4. Import/export container image

① Import container image from Sylabs cloud library
$ singularity pull tensorflow.sif library://dxtr/default/hpc-tensorflow:0.1

② Get an image from Docker Hub and convert it to a singularity image
 $ singularity pull tensorflow.sif docker://tensorflow/tensorflow:latest

③ Export (upload) the singularity image to the Sylabs Cloud library
 $ singularity push -U tensorflow.sif library://ID/default/tensorflow.sif

※ To export (upload) a container image to the Sylabs Cloud library, an access token must first be generated and registered in the Neuron system [Reference 1]

5. How to install Python packages that are not provided in the container image into the user home directory

① pip install --user [Python package name/version], installed in the user's /home01/ID/.local directory
 $ module load ngc/tensorflow:22.03-tf1-py3 (loads the TensorFlow container module)
 $ pip install --user keras==2.1.2
 $ pip list --user
 Package Version
 ----------- -------
 Keras 2.1.2

② conda install —use-local [conda package name/version], installed in the user's /home01/ID/.conda/pkgs directory
 $ module load ngc/pytorch:22.03-py3 (load pytorch container module)
 $ conda install --use-local matplotlib -y
 $ conda list matplotlib
 # Name Version Build Channel
 matplotlib 3.3.3 pypi_0 pypi

※ However, if multiple container images are used, packages that are additionally installed in the user home directory are first searched for when the user program is executed, so conflicts with packages required by other container images may not work properly.

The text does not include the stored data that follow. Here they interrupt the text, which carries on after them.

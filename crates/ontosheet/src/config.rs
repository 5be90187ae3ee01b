//! Configuration types for report styling.
//!
//! This module provides the configuration structures that control how the
//! generated worksheet looks. All types implement [`serde::Deserialize`]
//! for flexible loading from external sources.
//!
//! # Overview
//!
//! - [`AppConfig`] - Top-level application configuration.
//! - [`StyleConfig`] - Controls the band fill color and column width.
//!
//! # Example
//!
//! ```
//! # use ontosheet::config::AppConfig;
//! // Use default configuration
//! let config = AppConfig::default();
//! assert!(config.style().band_color().is_ok());
//! ```

use serde::Deserialize;

/// Top-level application configuration.
#[derive(Debug, Clone, Default, Deserialize)]
pub struct AppConfig {
    /// Style configuration section.
    #[serde(default)]
    style: StyleConfig,
}

impl AppConfig {
    /// Creates a new [`AppConfig`] with the specified style configuration.
    pub fn new(style: StyleConfig) -> Self {
        Self { style }
    }

    /// Returns the style configuration.
    pub fn style(&self) -> &StyleConfig {
        &self.style
    }
}

/// Visual styling configuration for the generated worksheet.
///
/// Fields that are not set fall back to the writer defaults: a light
/// grey band fill and a column width of 25 characters.
#[derive(Debug, Default, Clone, Deserialize)]
pub struct StyleConfig {
    /// Fill color for banded rows, as an RGB hex string such as
    /// `"#DCDCDC"`.
    #[serde(default)]
    band_color: Option<String>,

    /// Width of every report column, in character units.
    #[serde(default)]
    column_width: Option<f64>,
}

impl StyleConfig {
    /// Creates a new [`StyleConfig`] with the specified options.
    pub fn new(band_color: Option<String>, column_width: Option<f64>) -> Self {
        Self {
            band_color,
            column_width,
        }
    }

    /// Returns the parsed band fill color, or `None` if no color is
    /// configured.
    ///
    /// # Errors
    ///
    /// Returns an error if the configured color string is not a six-digit
    /// RGB hex value.
    pub fn band_color(&self) -> Result<Option<u32>, String> {
        self.band_color
            .as_ref()
            .map(|color| parse_rgb(color))
            .transpose()
            .map_err(|err| format!("Invalid band color in config: {err}"))
    }

    /// Returns the configured column width, or `None` to use the default.
    pub fn column_width(&self) -> Option<f64> {
        self.column_width
    }
}

/// Parses `RRGGBB` or `#RRGGBB` into a packed RGB value.
fn parse_rgb(color: &str) -> Result<u32, String> {
    let hex = color.trim().trim_start_matches('#');
    if hex.len() != 6 || !hex.chars().all(|c| c.is_ascii_hexdigit()) {
        return Err(format!("`{color}` is not a six-digit RGB hex value"));
    }
    u32::from_str_radix(hex, 16).map_err(|err| err.to_string())
}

B. Run a Shell from the Singularity Container

1. Loading the singularity module or setting the path

$ module load singularity/3.9.7
or
$ $HOME/.bash_profile
export PATH=$PATH:/apps/applications/singularity/3.9.7/bin/

2. Program execution command in Singularity container

$ singularity [global options...] shell [shell options...] <container>
$ singularity [global options...] exec [exec options...] <container> <command>
$ singularity [global options...] run [run options...] <container>

[example]

① Execute the user program after executing the shell in the Singularity container of the compute node equipped with the Nvidia GPU
$ singularity shell --nv* tensorflow_22.03-tf1-keras-py3.sif
Singularity > python test.py

② Execute user program in singularity container of compute node equipped with Nvidia GPU
$ singularity exec --nv tensorflow_22.03-tf1-keras-py3.sif python test.py
$ singularity exec --nv docker://tensorflow/tensorflow:latest python test.py
$ singularity exec --nv library://dxtr/default/hpc-tensorflow:0.1 python test.py

③ If there is a runscript (created when building the image) in the singularity container of the compute node equipped with the Nvidia GPU, run this script first,
If the user command (python --version in the example below) exists, it is subsequently executed.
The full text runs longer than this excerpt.